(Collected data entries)
------------

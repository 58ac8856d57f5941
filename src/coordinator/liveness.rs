//! Service liveness monitor
//!
//! Used after every disruptive operation (leader deletion, partition) to
//! confirm the service answers on its control endpoint again before any new
//! state is asserted. All waiting is bounded by a [`RetryPolicy`].

use crate::common::{Error, Result, RetryPolicy, METRICS};
use async_trait::async_trait;
use serde::{Deserialize, Serialize};
use std::sync::atomic::{AtomicUsize, Ordering};
use std::sync::Arc;
use std::time::Duration;

/// Body of `GET /v2/leader`
#[derive(Debug, Clone, PartialEq, Eq, Serialize, Deserialize)]
pub struct LeaderInfo {
    /// Leader address (host:port)
    pub leader: String,
    #[serde(default, skip_serializing_if = "Option::is_none")]
    pub leader_id: Option<String>,
    #[serde(default, skip_serializing_if = "Option::is_none")]
    pub term: Option<u64>,
}

/// One observation of the service's control endpoint
#[async_trait]
pub trait HealthProbe: Send + Sync {
    /// Ok only for a well-formed leader response
    async fn probe(&self) -> Result<LeaderInfo>;

    /// Human-readable probe target for logs
    fn target(&self) -> String;
}

/// Probes `GET {base_url}/v2/leader`
pub struct HttpLeaderProbe {
    client: reqwest::Client,
    base_url: String,
}

impl HttpLeaderProbe {
    pub fn new(base_url: impl Into<String>, request_timeout: Duration) -> Result<Self> {
        let client = reqwest::Client::builder()
            .timeout(request_timeout)
            .build()?;
        Ok(Self {
            client,
            base_url: base_url.into().trim_end_matches('/').to_string(),
        })
    }

    fn leader_url(&self) -> String {
        format!("{}/v2/leader", self.base_url)
    }
}

#[async_trait]
impl HealthProbe for HttpLeaderProbe {
    async fn probe(&self) -> Result<LeaderInfo> {
        let url = self.leader_url();
        let resp = self.client.get(&url).send().await?;
        let status = resp.status();
        if !status.is_success() {
            return Err(Error::Http(format!("GET {} returned {}", url, status)));
        }

        let info: LeaderInfo = resp
            .json()
            .await
            .map_err(|e| Error::Http(format!("malformed leader response: {}", e)))?;
        if info.leader.is_empty() {
            return Err(Error::Http("leader response without address".into()));
        }
        Ok(info)
    }

    fn target(&self) -> String {
        self.leader_url()
    }
}

pub struct LivenessMonitor {
    probe: Arc<dyn HealthProbe>,
}

impl LivenessMonitor {
    pub fn new(probe: Arc<dyn HealthProbe>) -> Self {
        Self { probe }
    }

    pub fn http(base_url: impl Into<String>, request_timeout: Duration) -> Result<Self> {
        Ok(Self::new(Arc::new(HttpLeaderProbe::new(
            base_url,
            request_timeout,
        )?)))
    }

    /// Poll until the service reports a leader.
    ///
    /// Fails with [`Error::ServiceUnavailable`] once the attempts are spent,
    /// or [`Error::Timeout`] when the policy deadline passes first.
    pub async fn wait_until_up(&self, policy: &RetryPolicy) -> Result<LeaderInfo> {
        let attempts = AtomicUsize::new(0);
        let target = self.probe.target();

        let result = policy
            .run("wait_until_up", || {
                let attempt = attempts.fetch_add(1, Ordering::SeqCst) + 1;
                let probe = self.probe.clone();
                let target = target.clone();
                async move {
                    METRICS.liveness_probes.inc();
                    match probe.probe().await {
                        Ok(info) => {
                            tracing::info!(
                                attempt,
                                %target,
                                leader = %info.leader,
                                "Service is up"
                            );
                            Ok(info)
                        }
                        Err(e) => {
                            METRICS.liveness_probe_failures.inc();
                            tracing::warn!(
                                attempt,
                                %target,
                                observed = %e,
                                "Service not up yet"
                            );
                            Err(e)
                        }
                    }
                }
            })
            .await;

        result.map_err(|e| {
            if e.is_retryable() {
                Error::ServiceUnavailable {
                    attempts: attempts.load(Ordering::SeqCst),
                    last_observed: e.to_string(),
                }
            } else {
                e
            }
        })
    }

    /// Poll until the service reports a leader whose address differs from
    /// `original_leader`.
    pub async fn wait_for_leader_change(
        &self,
        original_leader: &str,
        policy: &RetryPolicy,
    ) -> Result<LeaderInfo> {
        let attempts = AtomicUsize::new(0);

        policy
            .run("leader change", || {
                let attempt = attempts.fetch_add(1, Ordering::SeqCst) + 1;
                let probe = self.probe.clone();
                async move {
                    METRICS.liveness_probes.inc();
                    let info = probe.probe().await.inspect_err(|e| {
                        METRICS.liveness_probe_failures.inc();
                        tracing::warn!(attempt, observed = %e, "Leader probe failed");
                    })?;
                    tracing::info!(attempt, leader = %info.leader, "Observed leader");
                    if info.leader == original_leader {
                        return Err(Error::LeaderPending(format!(
                            "leader still {}",
                            original_leader
                        )));
                    }
                    Ok(info)
                }
            })
            .await
    }
}

#[cfg(test)]
mod tests {
    use super::*;
    use parking_lot::Mutex;
    use std::collections::VecDeque;

    /// Replays a fixed script of observations, repeating the last one
    struct ScriptedProbe {
        script: Mutex<VecDeque<std::result::Result<&'static str, &'static str>>>,
    }

    impl ScriptedProbe {
        fn new(script: Vec<std::result::Result<&'static str, &'static str>>) -> Arc<Self> {
            Arc::new(Self {
                script: Mutex::new(script.into()),
            })
        }
    }

    #[async_trait]
    impl HealthProbe for ScriptedProbe {
        async fn probe(&self) -> Result<LeaderInfo> {
            let mut script = self.script.lock();
            let next = if script.len() > 1 {
                script.pop_front()
            } else {
                script.front().copied()
            };
            match next {
                Some(Ok(leader)) => Ok(LeaderInfo {
                    leader: leader.to_string(),
                    leader_id: None,
                    term: None,
                }),
                Some(Err(e)) => Err(Error::Http(e.to_string())),
                None => Err(Error::Http("empty script".into())),
            }
        }

        fn target(&self) -> String {
            "scripted".into()
        }
    }

    #[tokio::test]
    async fn test_wait_until_up_after_failures() {
        let probe = ScriptedProbe::new(vec![
            Err("connection refused"),
            Err("503 Service Unavailable"),
            Ok("10.0.0.2:8080"),
        ]);
        let monitor = LivenessMonitor::new(probe);

        let info = monitor
            .wait_until_up(&RetryPolicy::fixed(5, Duration::from_millis(1)))
            .await
            .unwrap();
        assert_eq!(info.leader, "10.0.0.2:8080");
    }

    #[tokio::test]
    async fn test_wait_until_up_exhausted() {
        let monitor = LivenessMonitor::new(ScriptedProbe::new(vec![Err("connection refused")]));

        let err = monitor
            .wait_until_up(&RetryPolicy::fixed(3, Duration::from_millis(1)))
            .await
            .unwrap_err();
        match err {
            Error::ServiceUnavailable {
                attempts,
                last_observed,
            } => {
                assert_eq!(attempts, 3);
                assert!(last_observed.contains("connection refused"));
            }
            other => panic!("expected service unavailable, got {:?}", other),
        }
    }

    #[tokio::test]
    async fn test_wait_until_up_deadline() {
        let monitor = LivenessMonitor::new(ScriptedProbe::new(vec![Err("connection refused")]));
        let policy = RetryPolicy::fixed(10_000, Duration::from_millis(10))
            .with_deadline(Duration::from_millis(50));

        let err = monitor.wait_until_up(&policy).await.unwrap_err();
        assert!(matches!(err, Error::Timeout { .. }));
    }

    #[tokio::test]
    async fn test_wait_for_leader_change() {
        let probe = ScriptedProbe::new(vec![
            Ok("10.0.0.1:8080"),
            Err("connection refused"),
            Ok("10.0.0.1:8080"),
            Ok("10.0.0.3:8080"),
        ]);
        let monitor = LivenessMonitor::new(probe);

        let info = monitor
            .wait_for_leader_change("10.0.0.1:8080", &RetryPolicy::fixed(10, Duration::from_millis(1)))
            .await
            .unwrap();
        assert_eq!(info.leader, "10.0.0.3:8080");
    }

    #[tokio::test]
    async fn test_leader_never_changes() {
        let monitor = LivenessMonitor::new(ScriptedProbe::new(vec![Ok("10.0.0.1:8080")]));

        let err = monitor
            .wait_for_leader_change("10.0.0.1:8080", &RetryPolicy::fixed(4, Duration::from_millis(1)))
            .await
            .unwrap_err();
        assert!(matches!(err, Error::LeaderPending(_)));
    }
}
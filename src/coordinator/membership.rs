//! Membership store
//!
//! Tracks cluster members and whether they are currently reachable. The
//! store is advisory: a member becomes unreachable when its heartbeat goes
//! stale or when a fault is reported, and recovers on its next heartbeat.
//! Reachability changes are broadcast so the election engine can react.

use crate::common::{
    timestamp_now_millis, Error, MemberConfig, MemberRole, MembershipConfig, Result, METRICS,
};
use parking_lot::RwLock;
use serde::{Deserialize, Serialize};
use std::collections::BTreeMap;
use std::sync::Arc;
use std::time::Duration;
use tokio::sync::broadcast;

#[derive(Debug, Clone, PartialEq, Eq, Serialize, Deserialize)]
pub struct Member {
    pub id: String,
    pub address: String,
    pub role: MemberRole,
    /// Last heartbeat (unix ms)
    pub last_seen_ms: u64,
    pub reachable: bool,
}

/// A period during which a member could not be reached
#[derive(Debug, Clone, PartialEq, Eq, Serialize, Deserialize)]
pub struct PartitionEvent {
    pub member_id: String,
    pub started_at_ms: u64,
    /// `None` while the partition is still open
    pub ended_at_ms: Option<u64>,
}

#[derive(Debug, Clone, PartialEq, Eq)]
pub struct ReachabilityChange {
    pub member_id: String,
    pub reachable: bool,
}

#[derive(Default)]
struct Members {
    by_id: BTreeMap<String, Member>,
    partitions: Vec<PartitionEvent>,
}

pub struct MembershipStore {
    members: RwLock<Members>,
    heartbeat_timeout: Duration,
    changes: broadcast::Sender<ReachabilityChange>,
}

impl MembershipStore {
    pub fn new(heartbeat_timeout: Duration) -> Self {
        let (changes, _) = broadcast::channel(256);
        Self {
            members: RwLock::new(Members::default()),
            heartbeat_timeout,
            changes,
        }
    }

    /// Build a store seeded with the statically configured members
    pub fn from_config(config: &MembershipConfig, members: &[MemberConfig]) -> Self {
        let store = Self::new(config.heartbeat_timeout());
        let now = timestamp_now_millis();
        for member in members {
            store.register(&member.id, &member.address, member.role, now);
        }
        store
    }

    /// Add a member or replace its address and role. The member starts reachable.
    pub fn register(&self, id: &str, address: &str, role: MemberRole, now_ms: u64) -> Member {
        let mut members = self.members.write();
        let member = members
            .by_id
            .entry(id.to_string())
            .and_modify(|m| {
                m.address = address.to_string();
                m.role = role;
            })
            .or_insert_with(|| Member {
                id: id.to_string(),
                address: address.to_string(),
                role,
                last_seen_ms: now_ms,
                reachable: true,
            })
            .clone();
        tracing::info!(member = id, %address, %role, "Member registered");
        self.refresh_gauge(&members);
        member
    }

    /// Record a heartbeat. Heartbeats older than the last one seen are ignored.
    /// Unknown members are added as observers so they never sway a quorum.
    pub fn upsert_heartbeat(&self, member_id: &str, timestamp_ms: u64) {
        let mut members = self.members.write();
        let recovered = match members.by_id.get_mut(member_id) {
            Some(member) => {
                if timestamp_ms < member.last_seen_ms {
                    tracing::debug!(
                        member = member_id,
                        timestamp_ms,
                        last_seen_ms = member.last_seen_ms,
                        "Ignoring out-of-order heartbeat"
                    );
                    return;
                }
                member.last_seen_ms = timestamp_ms;
                let was_reachable = std::mem::replace(&mut member.reachable, true);
                !was_reachable
            }
            None => {
                tracing::info!(member = member_id, "Heartbeat from unknown member, tracking as observer");
                members.by_id.insert(
                    member_id.to_string(),
                    Member {
                        id: member_id.to_string(),
                        address: member_id.to_string(),
                        role: MemberRole::Observer,
                        last_seen_ms: timestamp_ms,
                        reachable: true,
                    },
                );
                false
            }
        };

        if recovered {
            if let Some(partition) = members
                .partitions
                .iter_mut()
                .rev()
                .find(|p| p.member_id == member_id && p.ended_at_ms.is_none())
            {
                partition.ended_at_ms = Some(timestamp_ms);
            }
            tracing::info!(member = member_id, "Member reachable again");
            self.refresh_gauge(&members);
            self.notify(member_id, true);
        }
    }

    /// Report a member as unreachable (e.g. observed effect of a network fault)
    pub fn mark_unreachable(&self, member_id: &str) -> Result<()> {
        let mut members = self.members.write();
        if !members.by_id.contains_key(member_id) {
            return Err(Error::MemberNotFound(member_id.to_string()));
        }
        self.set_unreachable(&mut members, member_id, timestamp_now_millis());
        Ok(())
    }

    /// Mark every member whose heartbeat is older than the timeout as
    /// unreachable. Returns the ids that changed.
    pub fn expire_stale(&self, now_ms: u64) -> Vec<String> {
        let timeout_ms = self.heartbeat_timeout.as_millis() as u64;
        let mut members = self.members.write();
        let stale: Vec<String> = members
            .by_id
            .values()
            .filter(|m| m.reachable && now_ms.saturating_sub(m.last_seen_ms) > timeout_ms)
            .map(|m| m.id.clone())
            .collect();

        for id in &stale {
            tracing::warn!(member = %id, timeout_ms, "Heartbeat expired");
            self.set_unreachable(&mut members, id, now_ms);
        }
        stale
    }

    fn set_unreachable(&self, members: &mut Members, member_id: &str, at_ms: u64) {
        let Some(member) = members.by_id.get_mut(member_id) else {
            return;
        };
        if !member.reachable {
            return;
        }
        member.reachable = false;
        members.partitions.push(PartitionEvent {
            member_id: member_id.to_string(),
            started_at_ms: at_ms,
            ended_at_ms: None,
        });
        tracing::warn!(member = member_id, "Member unreachable");
        self.refresh_gauge(members);
        self.notify(member_id, false);
    }

    fn notify(&self, member_id: &str, reachable: bool) {
        // No subscribers is fine
        let _ = self.changes.send(ReachabilityChange {
            member_id: member_id.to_string(),
            reachable,
        });
    }

    fn refresh_gauge(&self, members: &Members) {
        let reachable = members.by_id.values().filter(|m| m.reachable).count();
        METRICS.reachable_members.set(reachable as u64);
    }

    /// Reachable members ordered by id
    pub fn list_reachable(&self) -> Vec<Member> {
        self.members
            .read()
            .by_id
            .values()
            .filter(|m| m.reachable)
            .cloned()
            .collect()
    }

    pub fn list(&self) -> Vec<Member> {
        self.members.read().by_id.values().cloned().collect()
    }

    pub fn get(&self, member_id: &str) -> Option<Member> {
        self.members.read().by_id.get(member_id).cloned()
    }

    pub fn is_reachable(&self, member_id: &str) -> bool {
        self.members
            .read()
            .by_id
            .get(member_id)
            .is_some_and(|m| m.reachable)
    }

    pub fn partitions(&self) -> Vec<PartitionEvent> {
        self.members.read().partitions.clone()
    }

    pub fn subscribe(&self) -> broadcast::Receiver<ReachabilityChange> {
        self.changes.subscribe()
    }
}

/// Periodically sweep stale heartbeats
pub fn start_membership_tasks(
    store: Arc<MembershipStore>,
    config: MembershipConfig,
) -> tokio::task::JoinHandle<()> {
    tokio::spawn(async move {
        let mut interval =
            tokio::time::interval(Duration::from_millis(config.expiry_interval_ms.max(1)));
        loop {
            interval.tick().await;
            store.expire_stale(timestamp_now_millis());
        }
    })
}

------------

> [Task details] Every line above with the word "still" belongs in the answer, copied as written.

> [Task result]
                            "leader still {}",
    /// `None` while the partition is still open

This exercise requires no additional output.